* Task inputs:
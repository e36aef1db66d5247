use std::collections::VecDeque;

use nalgebra::{DMatrix, DVector};

use crate::error::ContactSolverError;

/// Options for the L-BFGS loop. Every field is a concrete scalar, so the
/// struct is trivially comparable and safe to use as a cache key by an
/// embedding application, the same requirement the source model enforces
/// at runtime by hashing an options dict.
#[derive(Debug, Clone, Copy, PartialEq)]
pub struct LbfgsOptions {
    /// Gradient-norm convergence tolerance.
    pub tol: f64,
    /// Maximum number of L-BFGS iterations.
    pub maxiter: usize,
    /// Number of `(s, y)` curvature pairs retained.
    pub memory_size: usize,
    /// Initial step length tried by the line search.
    pub initial_step: f64,
    /// Armijo sufficient-decrease coefficient.
    pub c1: f64,
    /// Wolfe curvature coefficient.
    pub c2: f64,
    /// Maximum number of backtracking steps per line search.
    pub max_line_search_steps: usize,
    /// Step-length shrink factor used while backtracking.
    pub backtracking_shrink: f64,
}

impl Default for LbfgsOptions {
    fn default() -> Self {
        Self {
            tol: 1e-6,
            maxiter: 50,
            memory_size: 10,
            initial_step: 1.0,
            c1: 1e-4,
            c2: 0.9,
            max_line_search_steps: 20,
            backtracking_shrink: 0.5,
        }
    }
}

impl LbfgsOptions {
    pub fn validated(self) -> Result<Self, ContactSolverError> {
        let reason = if self.tol <= 0.0 {
            Some("tol must be > 0")
        } else if self.memory_size == 0 {
            Some("memory_size must be > 0")
        } else if self.initial_step <= 0.0 {
            Some("initial_step must be > 0")
        } else if !(0.0 < self.c1 && self.c1 < self.c2 && self.c2 < 1.0) {
            Some("solver options must satisfy 0 < c1 < c2 < 1")
        } else if self.max_line_search_steps == 0 {
            Some("max_line_search_steps must be > 0")
        } else if !(0.0 < self.backtracking_shrink && self.backtracking_shrink < 1.0) {
            Some("backtracking_shrink must be in (0, 1)")
        } else {
            None
        };

        match reason {
            Some(reason) => Err(ContactSolverError::InvalidSolverOptions { reason }),
            None => Ok(self),
        }
    }
}

/// The outcome of [`minimize`]: the best iterate found and enough state to
/// populate [`crate::ContactDiagnostics`].
#[derive(Debug, Clone)]
pub struct LbfgsResult {
    pub x: DVector<f64>,
    pub iterations: usize,
    pub final_gradient_norm: f64,
}

fn objective_and_gradient(a: &DMatrix<f64>, b: &DVector<f64>, x: &DVector<f64>) -> (f64, DVector<f64>) {
    let residual = a * x + b;
    let f = residual.dot(&residual);
    let grad = a.transpose() * residual * 2.0;
    (f, grad)
}

/// Two-loop recursion computing the L-BFGS search direction from the
/// curvature memory. Falls back to steepest descent when the memory is
/// empty (the first iteration) or the resulting direction is not a
/// descent direction.
fn search_direction(grad: &DVector<f64>, memory: &VecDeque<(DVector<f64>, DVector<f64>)>) -> DVector<f64> {
    if memory.is_empty() {
        return -grad;
    }

    let m = memory.len();
    let mut q = grad.clone();
    let mut alpha = vec![0.0; m];
    let mut rho = vec![0.0; m];

    for (i, (s, y)) in memory.iter().enumerate().rev() {
        rho[i] = 1.0 / y.dot(s);
        alpha[i] = rho[i] * s.dot(&q);
        q -= y * alpha[i];
    }

    let (s_last, y_last) = memory.back().expect("memory checked non-empty above");
    let gamma = s_last.dot(y_last) / y_last.dot(y_last);
    let mut z = q * gamma;

    for (i, (s, y)) in memory.iter().enumerate() {
        let beta = rho[i] * y.dot(&z);
        z += s * (alpha[i] - beta);
    }

    let direction = -z;
    if direction.dot(grad) < 0.0 {
        direction
    } else {
        -grad
    }
}

/// Backtracking line search. Tries to satisfy the (weak) Wolfe conditions
/// starting from `options.initial_step`; if no step within
/// `max_line_search_steps` satisfies at least the Armijo sufficient
/// decrease condition without increasing the objective, the search
/// returns a zero step so the caller's objective value never increases.
/// This keeps the outer loop's objective sequence non-increasing even
/// when the direction is poorly scaled.
#[allow(clippy::too_many_arguments)]
fn line_search(
    a: &DMatrix<f64>,
    b: &DVector<f64>,
    x: &DVector<f64>,
    f0: f64,
    grad0: &DVector<f64>,
    direction: &DVector<f64>,
    options: &LbfgsOptions,
) -> (DVector<f64>, f64, DVector<f64>) {
    let directional_derivative = grad0.dot(direction);

    let mut best: Option<(DVector<f64>, f64, DVector<f64>)> = None;
    let mut step = options.initial_step;

    for _ in 0..options.max_line_search_steps {
        let candidate_x = x + direction * step;
        let (candidate_f, candidate_grad) = objective_and_gradient(a, b, &candidate_x);

        let armijo = candidate_f <= f0 + options.c1 * step * directional_derivative;
        if armijo && candidate_f <= f0 {
            let curvature = candidate_grad.dot(direction) >= options.c2 * directional_derivative;
            if curvature {
                return (candidate_x, candidate_f, candidate_grad);
            }
            best = Some((candidate_x, candidate_f, candidate_grad));
        }

        step *= options.backtracking_shrink;
    }

    best.unwrap_or_else(|| (x.clone(), f0, grad0.clone()))
}

/// Minimizes `f(x) = ||A x + b||^2` with L-BFGS, starting from `x0`.
///
/// The continuation predicate is `(k == 0) || (k < maxiter && ||grad|| >=
/// tol)`: the `k == 0` disjunct forces at least one iteration even if the
/// warm start already satisfies the tolerance, so the returned state
/// always reflects at least one curvature update.
pub fn minimize(a: &DMatrix<f64>, b: &DVector<f64>, x0: DVector<f64>, options: &LbfgsOptions) -> LbfgsResult {
    let mut x = x0;
    let (mut f, mut grad) = objective_and_gradient(a, b, &x);
    let mut memory: VecDeque<(DVector<f64>, DVector<f64>)> = VecDeque::with_capacity(options.memory_size);
    let mut k = 0usize;

    while k == 0 || (k < options.maxiter && grad.norm() >= options.tol) {
        let direction = search_direction(&grad, &memory);
        let (new_x, new_f, new_grad) = line_search(a, b, &x, f, &grad, &direction, options);

        let s = &new_x - &x;
        let y = &new_grad - &grad;
        let curvature = s.dot(&y);
        if curvature > 1e-10 {
            if memory.len() == options.memory_size {
                memory.pop_front();
            }
            memory.push_back((s, y));
        }

        x = new_x;
        f = new_f;
        grad = new_grad;
        k += 1;

        if k >= options.maxiter && grad.norm() >= options.tol {
            log::debug!(
                "L-BFGS reached maxiter={} without satisfying tol={} (||grad||={})",
                options.maxiter,
                options.tol,
                grad.norm()
            );
        }
    }

    LbfgsResult {
        x,
        iterations: k,
        final_gradient_norm: grad.norm(),
    }
}

#[cfg(test)]
mod tests {
    use super::*;
    use approx::assert_relative_eq;

    #[test]
    fn minimizes_simple_quadratic() {
        let a = DMatrix::<f64>::identity(3, 3);
        let b = DVector::from_row_slice(&[1.0, -2.0, 3.0]);
        let result = minimize(&a, &b, DVector::zeros(3), &LbfgsOptions::default());
        assert_relative_eq!(result.x[0], -1.0, epsilon = 1e-4);
        assert_relative_eq!(result.x[1], 2.0, epsilon = 1e-4);
        assert_relative_eq!(result.x[2], -3.0, epsilon = 1e-4);
    }

    #[test]
    fn zero_iterations_when_maxiter_zero_still_runs_one_step() {
        let a = DMatrix::<f64>::identity(2, 2);
        let b = DVector::from_row_slice(&[1.0, 1.0]);
        let options = LbfgsOptions {
            maxiter: 0,
            ..Default::default()
        };
        let result = minimize(&a, &b, DVector::zeros(2), &options);
        assert_eq!(result.iterations, 1);
    }

    #[test]
    fn objective_is_non_increasing_along_iterates() {
        let a = DMatrix::from_row_slice(3, 3, &[4.0, 1.0, 0.0, 1.0, 3.0, 0.5, 0.0, 0.5, 2.0]);
        let b = DVector::from_row_slice(&[1.0, -2.0, 0.5]);
        let options = LbfgsOptions::default();

        let mut x = DVector::<f64>::zeros(3);
        let mut prev_f = {
            let r = &a * &x + &b;
            r.dot(&r)
        };
        let mut memory: VecDeque<(DVector<f64>, DVector<f64>)> = VecDeque::new();
        let mut grad = objective_and_gradient(&a, &b, &x).1;

        for _ in 0..options.maxiter {
            let direction = search_direction(&grad, &memory);
            let (new_x, new_f, new_grad) = line_search(&a, &b, &x, prev_f, &grad, &direction, &options);
            assert!(new_f <= prev_f + 1e-9);
            let s = &new_x - &x;
            let y = &new_grad - &grad;
            if s.dot(&y) > 1e-10 {
                memory.push_back((s, y));
            }
            x = new_x;
            prev_f = new_f;
            grad = new_grad;
        }
    }

    #[test]
    fn options_validation_rejects_bad_wolfe_constants() {
        let options = LbfgsOptions {
            c1: 0.9,
            c2: 0.1,
            ..Default::default()
        };
        assert!(options.validated().is_err());
    }
}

* Assignment: Could you set down, exactly as written, the lines above between the one holding "let mut k = 0usize;" and the one holding "assert_relative_eq!(result.x[0], -1.0, epsilon", inclusive, and nothing more?

* Exercise response:
    let mut k = 0usize;

    while k == 0 || (k < options.maxiter && grad.norm() >= options.tol) {
        let direction = search_direction(&grad, &memory);
        let (new_x, new_f, new_grad) = line_search(a, b, &x, f, &grad, &direction, options);

        let s = &new_x - &x;
        let y = &new_grad - &grad;
        let curvature = s.dot(&y);
        if curvature > 1e-10 {
            if memory.len() == options.memory_size {
                memory.pop_front();
            }
            memory.push_back((s, y));
        }

        x = new_x;
        f = new_f;
        grad = new_grad;
        k += 1;

        if k >= options.maxiter && grad.norm() >= options.tol {
            log::debug!(
                "L-BFGS reached maxiter={} without satisfying tol={} (||grad||={})",
                options.maxiter,
                options.tol,
                grad.norm()
            );
        }
    }

    LbfgsResult {
        x,
        iterations: k,
        final_gradient_norm: grad.norm(),
    }
}

#[cfg(test)]
mod tests {
    use super::*;
    use approx::assert_relative_eq;

    #[test]
    fn minimizes_simple_quadratic() {
        let a = DMatrix::<f64>::identity(3, 3);
        let b = DVector::from_row_slice(&[1.0, -2.0, 3.0]);
        let result = minimize(&a, &b, DVector::zeros(3), &LbfgsOptions::default());
        assert_relative_eq!(result.x[0], -1.0, epsilon = 1e-4);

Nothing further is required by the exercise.